* [EXERCISE DIRECTIONS]
Please copy the lines below exactly, from the first one through the line showing "const POLL_TIMEOUT_SECS: u64 = 25;".

[Items from a data source]
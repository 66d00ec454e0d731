//! Telegram transport.
//!
//! One bot chat serves both directions: outbound notifications
//! (best-effort, never fatal) and inbound operator commands via
//! `getUpdates` long polling with sender authorization.
//!
//! API docs: https://core.telegram.org/bots/api

use anyhow::{Context, Result};
use async_trait::async_trait;
use reqwest::Client;
use secrecy::{ExposeSecret, SecretString};
use serde::Deserialize;
use std::time::Duration;
use tokio::sync::mpsc;
use tracing::{debug, warn};

const BASE_URL: &str = "https://api.telegram.org";
/// Long-poll hold time for getUpdates (seconds).
const POLL_TIMEOUT_SECS: u64 = 25;
/// Backoff after a failed poll before the next attempt.
const POLL_RETRY_DELAY: Duration = Duration::from_secs(5);

// ---------------------------------------------------------------------------
// Notifier seam
// ---------------------------------------------------------------------------

/// Outbound message channel for status and event notifications.
#[cfg_attr(test, mockall::automock)]
#[async_trait]
pub trait Notifier: Send + Sync {
    /// Deliver a formatted message. Failures are the caller's to log;
    /// they must never stop the engine.
    async fn send(&self, text: &str) -> Result<()>;
}

/// Notifier for headless operation (no Telegram credentials).
pub struct NullNotifier;

#[async_trait]
impl Notifier for NullNotifier {
    async fn send(&self, text: &str) -> Result<()> {
        debug!(text, "Notification dropped (no channel configured)");
        Ok(())
    }
}

// ---------------------------------------------------------------------------
// API response types (Telegram JSON → Rust)
// ---------------------------------------------------------------------------

#[derive(Debug, Deserialize)]
struct UpdatesResponse {
    ok: bool,
    #[serde(default)]
    result: Vec<Update>,
}

#[derive(Debug, Deserialize)]
struct Update {
    update_id: i64,
    #[serde(default)]
    message: Option<Message>,
}

#[derive(Debug, Deserialize)]
struct Message {
    chat: Chat,
    #[serde(default)]
    text: Option<String>,
}

#[derive(Debug, Deserialize)]
struct Chat {
    id: i64,
}

// ---------------------------------------------------------------------------
// Client
// ---------------------------------------------------------------------------

/// Telegram bot client bound to a single authorized chat.
#[derive(Clone)]
pub struct TelegramClient {
    http: Client,
    token: SecretString,
    chat_id: i64,
}

impl TelegramClient {
    pub fn new(token: SecretString, chat_id: i64) -> Result<Self> {
        let http = Client::builder()
            .timeout(Duration::from_secs(POLL_TIMEOUT_SECS + 10))
            .build()
            .context("Failed to build HTTP client for Telegram")?;

        Ok(Self { http, token, chat_id })
    }

    fn method_url(&self, method: &str) -> String {
        format!("{BASE_URL}/bot{}/{method}", self.token.expose_secret())
    }

    /// Long-poll for operator messages and forward authorized command
    /// text to `commands`. Runs until the receiver side is dropped.
    pub async fn poll_commands(&self, commands: mpsc::Sender<String>) {
        let mut offset: i64 = 0;

        loop {
            let updates = match self.fetch_updates(offset).await {
                Ok(u) => u,
                Err(e) => {
                    warn!(error = %e, "getUpdates failed, retrying");
                    tokio::time::sleep(POLL_RETRY_DELAY).await;
                    continue;
                }
            };

            for update in updates {
                offset = offset.max(update.update_id + 1);

                let Some(message) = update.message else { continue };
                let Some(text) = message.text else { continue };

                // Authorization: only the configured chat may command.
                if message.chat.id != self.chat_id {
                    warn!(chat_id = message.chat.id, "Ignoring command from unauthorized chat");
                    continue;
                }

                debug!(text = %text, "Operator command received");
                if commands.send(text).await.is_err() {
                    // Engine is gone; stop polling.
                    return;
                }
            }
        }
    }

    async fn fetch_updates(&self, offset: i64) -> Result<Vec<Update>> {
        let response: UpdatesResponse = self
            .http
            .get(self.method_url("getUpdates"))
            .query(&[
                ("offset", offset.to_string()),
                ("timeout", POLL_TIMEOUT_SECS.to_string()),
            ])
            .send()
            .await
            .context("getUpdates request failed")?
            .error_for_status()
            .context("getUpdates rejected")?
            .json()
            .await
            .context("Unparseable getUpdates response")?;

        anyhow::ensure!(response.ok, "getUpdates returned ok=false");
        Ok(response.result)
    }
}

#[async_trait]
impl Notifier for TelegramClient {
    async fn send(&self, text: &str) -> Result<()> {
        let response = self
            .http
            .post(self.method_url("sendMessage"))
            .json(&serde_json::json!({
                "chat_id": self.chat_id,
                "text": text,
            }))
            .send()
            .await
            .context("sendMessage request failed")?;

        anyhow::ensure!(
            response.status().is_success(),
            "sendMessage rejected with {}",
            response.status()
        );
        Ok(())
    }
}
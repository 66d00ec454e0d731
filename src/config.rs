//! Configuration loading from TOML with environment variable resolution.
//!
//! Reads `config.toml` and deserializes into strongly-typed structs.
//! Secrets (wallet key, Telegram credentials) are referenced by env-var
//! name in the config and resolved at runtime via `std::env::var`.

use anyhow::{Context, Result};
use rust_decimal::Decimal;
use serde::Deserialize;
use std::fs;

use crate::types::{Settings, SideMode};

/// Top-level application configuration.
#[derive(Debug, Deserialize, Clone)]
pub struct AppConfig {
    pub bot: BotConfig,
    pub chain: ChainConfig,
    pub strategy: StrategyConfig,
    pub prediction: PredictionConfig,
    pub telegram: TelegramConfig,
}

#[derive(Debug, Deserialize, Clone)]
pub struct BotConfig {
    pub name: String,
    /// Fixed tick interval driving the engine (seconds).
    pub tick_interval_secs: u64,
    /// Start wagering immediately without waiting for /start.
    #[serde(default)]
    pub auto_start: bool,
    /// Spot-price symbol for the underlying asset (e.g. "BNBUSDT").
    pub asset_symbol: String,
}

#[derive(Debug, Deserialize, Clone)]
pub struct ChainConfig {
    pub rpc_endpoint: String,
    /// Address of the round-based prediction contract.
    pub contract_address: String,
    /// Env var holding the wallet private key (hex).
    pub private_key_env: String,
    /// Bounded wait for transaction confirmation (seconds). A stalled
    /// confirmation surfaces as a transient tick error.
    #[serde(default = "default_confirmation_timeout")]
    pub confirmation_timeout_secs: u64,
}

fn default_confirmation_timeout() -> u64 {
    60
}

#[derive(Debug, Deserialize, Clone)]
pub struct StrategyConfig {
    pub base_stake: Decimal,
    /// Loss-doubling budget before the stake is capped (1–15).
    pub max_double_downs: u32,
    pub side: SideMode,
}

#[derive(Debug, Deserialize, Clone)]
pub struct PredictionConfig {
    pub enabled: bool,
    /// Noise band: price moves below this are classified uncertain.
    pub threshold: Decimal,
    /// Ceiling for a stake sized from an assumed loss.
    pub max_early_stake: Decimal,
}

#[derive(Debug, Deserialize, Clone)]
pub struct TelegramConfig {
    pub bot_token_env: Option<String>,
    pub chat_id_env: Option<String>,
}

impl AppConfig {
    /// Load configuration from a TOML file.
    pub fn load(path: &str) -> Result<Self> {
        let contents = fs::read_to_string(path)
            .with_context(|| format!("Failed to read config file: {path}"))?;
        Self::parse(&contents).with_context(|| format!("Failed to parse config file: {path}"))
    }

    /// Parse configuration from a TOML string.
    pub fn parse(contents: &str) -> Result<Self> {
        let config: AppConfig = toml::from_str(contents)?;
        config.validate()?;
        Ok(config)
    }

    /// Resolve an environment variable name to its value.
    /// Useful for loading secrets referenced in the config.
    pub fn resolve_env(env_name: &str) -> Result<String> {
        std::env::var(env_name)
            .with_context(|| format!("Environment variable not set: {env_name}"))
    }

    /// The operator-tunable settings derived from the static config.
    pub fn settings(&self) -> Settings {
        Settings {
            base_stake: self.strategy.base_stake,
            max_double_downs: self.strategy.max_double_downs,
            side: self.strategy.side,
            prediction_enabled: self.prediction.enabled,
            prediction_threshold: self.prediction.threshold,
            max_early_stake: self.prediction.max_early_stake,
        }
    }

    fn validate(&self) -> Result<()> {
        anyhow::ensure!(
            self.strategy.base_stake > Decimal::ZERO,
            "strategy.base_stake must be positive"
        );
        anyhow::ensure!(
            (1..=15).contains(&self.strategy.max_double_downs),
            "strategy.max_double_downs must be in 1..=15"
        );
        anyhow::ensure!(
            self.prediction.threshold > Decimal::ZERO,
            "prediction.threshold must be positive"
        );
        anyhow::ensure!(
            self.prediction.max_early_stake > Decimal::ZERO,
            "prediction.max_early_stake must be positive"
        );
        anyhow::ensure!(
            self.bot.tick_interval_secs > 0,
            "bot.tick_interval_secs must be positive"
        );
        Ok(())
    }
}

* [RESULT BELOW]
repository 66d00ec454e0d731
//! Telegram transport.
//!
//! One bot chat serves both directions: outbound notifications
//! (best-effort, never fatal) and inbound operator commands via
//! `getUpdates` long polling with sender authorization.
//!
//! API docs: https://core.telegram.org/bots/api

use anyhow::{Context, Result};
use async_trait::async_trait;
use reqwest::Client;
use secrecy::{ExposeSecret, SecretString};
use serde::Deserialize;
use std::time::Duration;
use tokio::sync::mpsc;
use tracing::{debug, warn};

const BASE_URL: &str = "https://api.telegram.org";
/// Long-poll hold time for getUpdates (seconds).
const POLL_TIMEOUT_SECS: u64 = 25;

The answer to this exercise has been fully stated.